Activity. In the entries below, find the lines with the word "false" and copy them.
^^^^^^^^^^^^^^^^
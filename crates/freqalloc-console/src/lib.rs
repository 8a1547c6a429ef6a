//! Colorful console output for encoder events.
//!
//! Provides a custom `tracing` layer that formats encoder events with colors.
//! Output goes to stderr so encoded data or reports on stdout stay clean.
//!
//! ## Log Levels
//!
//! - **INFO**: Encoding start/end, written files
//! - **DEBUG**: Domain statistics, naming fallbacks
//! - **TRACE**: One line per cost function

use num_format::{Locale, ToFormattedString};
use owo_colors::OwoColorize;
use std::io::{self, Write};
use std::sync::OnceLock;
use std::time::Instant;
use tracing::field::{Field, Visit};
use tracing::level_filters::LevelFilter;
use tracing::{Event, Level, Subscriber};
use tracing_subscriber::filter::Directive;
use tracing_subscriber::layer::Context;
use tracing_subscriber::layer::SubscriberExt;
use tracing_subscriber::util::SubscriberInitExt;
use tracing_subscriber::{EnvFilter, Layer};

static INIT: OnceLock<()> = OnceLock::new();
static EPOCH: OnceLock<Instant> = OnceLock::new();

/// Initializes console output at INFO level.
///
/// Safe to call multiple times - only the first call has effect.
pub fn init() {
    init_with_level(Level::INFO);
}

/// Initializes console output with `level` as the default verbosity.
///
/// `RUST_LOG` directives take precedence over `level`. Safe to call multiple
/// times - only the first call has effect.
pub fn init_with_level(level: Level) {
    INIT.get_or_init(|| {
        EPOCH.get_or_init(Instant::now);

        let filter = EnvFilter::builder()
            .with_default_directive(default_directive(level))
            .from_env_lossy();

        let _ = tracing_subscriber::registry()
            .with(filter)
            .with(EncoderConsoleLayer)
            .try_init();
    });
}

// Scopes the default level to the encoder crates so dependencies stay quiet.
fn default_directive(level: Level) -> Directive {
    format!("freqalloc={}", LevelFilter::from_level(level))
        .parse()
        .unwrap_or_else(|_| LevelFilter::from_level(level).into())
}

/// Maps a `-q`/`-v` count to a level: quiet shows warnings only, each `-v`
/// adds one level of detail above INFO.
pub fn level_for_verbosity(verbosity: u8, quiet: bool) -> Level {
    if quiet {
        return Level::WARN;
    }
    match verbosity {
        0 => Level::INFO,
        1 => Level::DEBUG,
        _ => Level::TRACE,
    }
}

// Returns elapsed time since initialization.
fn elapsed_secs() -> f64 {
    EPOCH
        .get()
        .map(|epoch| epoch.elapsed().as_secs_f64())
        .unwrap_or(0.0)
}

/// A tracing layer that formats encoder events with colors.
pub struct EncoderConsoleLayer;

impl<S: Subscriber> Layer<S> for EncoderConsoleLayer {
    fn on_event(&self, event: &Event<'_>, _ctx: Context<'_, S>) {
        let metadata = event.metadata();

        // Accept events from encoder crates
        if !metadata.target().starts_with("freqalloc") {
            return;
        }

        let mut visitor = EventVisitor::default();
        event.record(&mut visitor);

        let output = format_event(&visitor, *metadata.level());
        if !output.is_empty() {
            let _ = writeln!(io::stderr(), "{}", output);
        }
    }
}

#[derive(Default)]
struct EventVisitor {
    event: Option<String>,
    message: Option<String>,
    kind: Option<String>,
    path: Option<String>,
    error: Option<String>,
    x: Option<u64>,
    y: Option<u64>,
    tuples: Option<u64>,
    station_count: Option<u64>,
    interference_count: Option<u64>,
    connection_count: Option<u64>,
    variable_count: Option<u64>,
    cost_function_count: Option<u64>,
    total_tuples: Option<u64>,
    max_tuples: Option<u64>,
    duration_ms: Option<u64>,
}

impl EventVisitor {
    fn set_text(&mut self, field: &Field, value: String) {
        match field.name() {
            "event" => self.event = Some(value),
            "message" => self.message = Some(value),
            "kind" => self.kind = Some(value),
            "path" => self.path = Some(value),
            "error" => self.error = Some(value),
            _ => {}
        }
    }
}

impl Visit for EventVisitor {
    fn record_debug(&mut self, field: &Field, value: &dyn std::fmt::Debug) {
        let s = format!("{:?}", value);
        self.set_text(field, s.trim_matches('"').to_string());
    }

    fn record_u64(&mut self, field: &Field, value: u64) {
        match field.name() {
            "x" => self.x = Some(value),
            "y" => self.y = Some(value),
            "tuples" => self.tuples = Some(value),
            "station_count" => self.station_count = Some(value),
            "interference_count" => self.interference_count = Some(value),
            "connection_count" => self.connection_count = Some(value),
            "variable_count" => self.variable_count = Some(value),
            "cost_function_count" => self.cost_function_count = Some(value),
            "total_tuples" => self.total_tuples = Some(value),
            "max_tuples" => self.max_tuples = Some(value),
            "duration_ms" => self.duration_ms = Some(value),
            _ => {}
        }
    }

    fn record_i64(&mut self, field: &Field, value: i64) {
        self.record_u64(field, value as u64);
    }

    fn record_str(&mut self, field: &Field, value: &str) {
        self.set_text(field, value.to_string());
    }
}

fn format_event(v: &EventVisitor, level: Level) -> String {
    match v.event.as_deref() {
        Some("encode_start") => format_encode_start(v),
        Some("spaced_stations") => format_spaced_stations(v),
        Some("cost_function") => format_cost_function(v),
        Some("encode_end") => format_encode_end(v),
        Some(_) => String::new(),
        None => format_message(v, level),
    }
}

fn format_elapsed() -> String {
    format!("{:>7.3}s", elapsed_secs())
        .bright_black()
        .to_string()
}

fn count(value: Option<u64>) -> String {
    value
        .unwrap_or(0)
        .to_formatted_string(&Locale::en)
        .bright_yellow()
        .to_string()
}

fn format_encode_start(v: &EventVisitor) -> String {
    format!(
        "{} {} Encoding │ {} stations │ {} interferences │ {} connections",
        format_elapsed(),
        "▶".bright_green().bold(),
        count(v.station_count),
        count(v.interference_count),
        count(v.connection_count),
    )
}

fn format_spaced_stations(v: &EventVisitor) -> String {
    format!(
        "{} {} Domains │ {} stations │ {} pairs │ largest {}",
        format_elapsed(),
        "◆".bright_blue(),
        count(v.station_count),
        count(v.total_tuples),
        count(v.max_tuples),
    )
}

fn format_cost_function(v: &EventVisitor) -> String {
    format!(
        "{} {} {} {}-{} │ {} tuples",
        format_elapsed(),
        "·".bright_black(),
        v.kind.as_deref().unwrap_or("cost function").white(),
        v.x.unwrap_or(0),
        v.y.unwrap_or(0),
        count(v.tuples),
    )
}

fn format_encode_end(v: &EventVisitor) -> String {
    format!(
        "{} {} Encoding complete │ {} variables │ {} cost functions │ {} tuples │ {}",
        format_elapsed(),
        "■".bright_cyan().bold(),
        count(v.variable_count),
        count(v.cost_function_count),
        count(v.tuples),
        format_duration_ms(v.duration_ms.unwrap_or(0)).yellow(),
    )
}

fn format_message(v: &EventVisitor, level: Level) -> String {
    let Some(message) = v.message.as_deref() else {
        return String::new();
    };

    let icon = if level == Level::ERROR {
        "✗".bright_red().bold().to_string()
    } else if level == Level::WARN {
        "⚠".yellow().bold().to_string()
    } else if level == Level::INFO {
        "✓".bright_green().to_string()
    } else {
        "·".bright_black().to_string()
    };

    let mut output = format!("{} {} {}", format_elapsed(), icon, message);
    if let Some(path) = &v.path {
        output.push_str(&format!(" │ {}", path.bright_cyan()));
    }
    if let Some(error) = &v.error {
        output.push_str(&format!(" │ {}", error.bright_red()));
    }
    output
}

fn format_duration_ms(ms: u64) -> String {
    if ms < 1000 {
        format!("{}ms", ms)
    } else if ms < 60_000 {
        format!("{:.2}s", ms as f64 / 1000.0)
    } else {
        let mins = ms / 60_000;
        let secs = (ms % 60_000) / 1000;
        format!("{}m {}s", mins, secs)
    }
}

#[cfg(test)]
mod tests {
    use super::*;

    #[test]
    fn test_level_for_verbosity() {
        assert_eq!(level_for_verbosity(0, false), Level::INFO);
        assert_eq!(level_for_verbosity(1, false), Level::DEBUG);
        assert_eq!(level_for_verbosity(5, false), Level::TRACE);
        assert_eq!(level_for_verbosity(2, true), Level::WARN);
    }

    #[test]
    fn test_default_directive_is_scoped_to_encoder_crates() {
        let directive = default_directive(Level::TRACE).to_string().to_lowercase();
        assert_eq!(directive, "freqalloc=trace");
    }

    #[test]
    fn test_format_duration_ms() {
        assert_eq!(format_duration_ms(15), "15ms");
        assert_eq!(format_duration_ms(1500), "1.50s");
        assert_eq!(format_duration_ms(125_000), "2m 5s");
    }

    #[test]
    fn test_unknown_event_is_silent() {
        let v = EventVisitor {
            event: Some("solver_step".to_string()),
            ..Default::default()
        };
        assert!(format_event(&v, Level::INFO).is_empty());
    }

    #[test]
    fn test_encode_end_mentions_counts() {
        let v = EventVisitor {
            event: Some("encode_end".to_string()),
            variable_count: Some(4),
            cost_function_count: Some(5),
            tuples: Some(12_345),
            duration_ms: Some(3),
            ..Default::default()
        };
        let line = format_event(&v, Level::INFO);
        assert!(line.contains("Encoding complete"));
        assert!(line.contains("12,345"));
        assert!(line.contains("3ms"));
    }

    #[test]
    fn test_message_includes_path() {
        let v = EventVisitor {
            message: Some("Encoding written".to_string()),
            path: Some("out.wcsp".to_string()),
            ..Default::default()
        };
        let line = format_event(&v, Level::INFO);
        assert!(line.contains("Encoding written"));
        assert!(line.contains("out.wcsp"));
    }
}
^^^^^^^^^^^^^^^^
Task solution.
        assert_eq!(level_for_verbosity(0, false), Level::INFO);
        assert_eq!(level_for_verbosity(1, false), Level::DEBUG);
        assert_eq!(level_for_verbosity(5, false), Level::TRACE);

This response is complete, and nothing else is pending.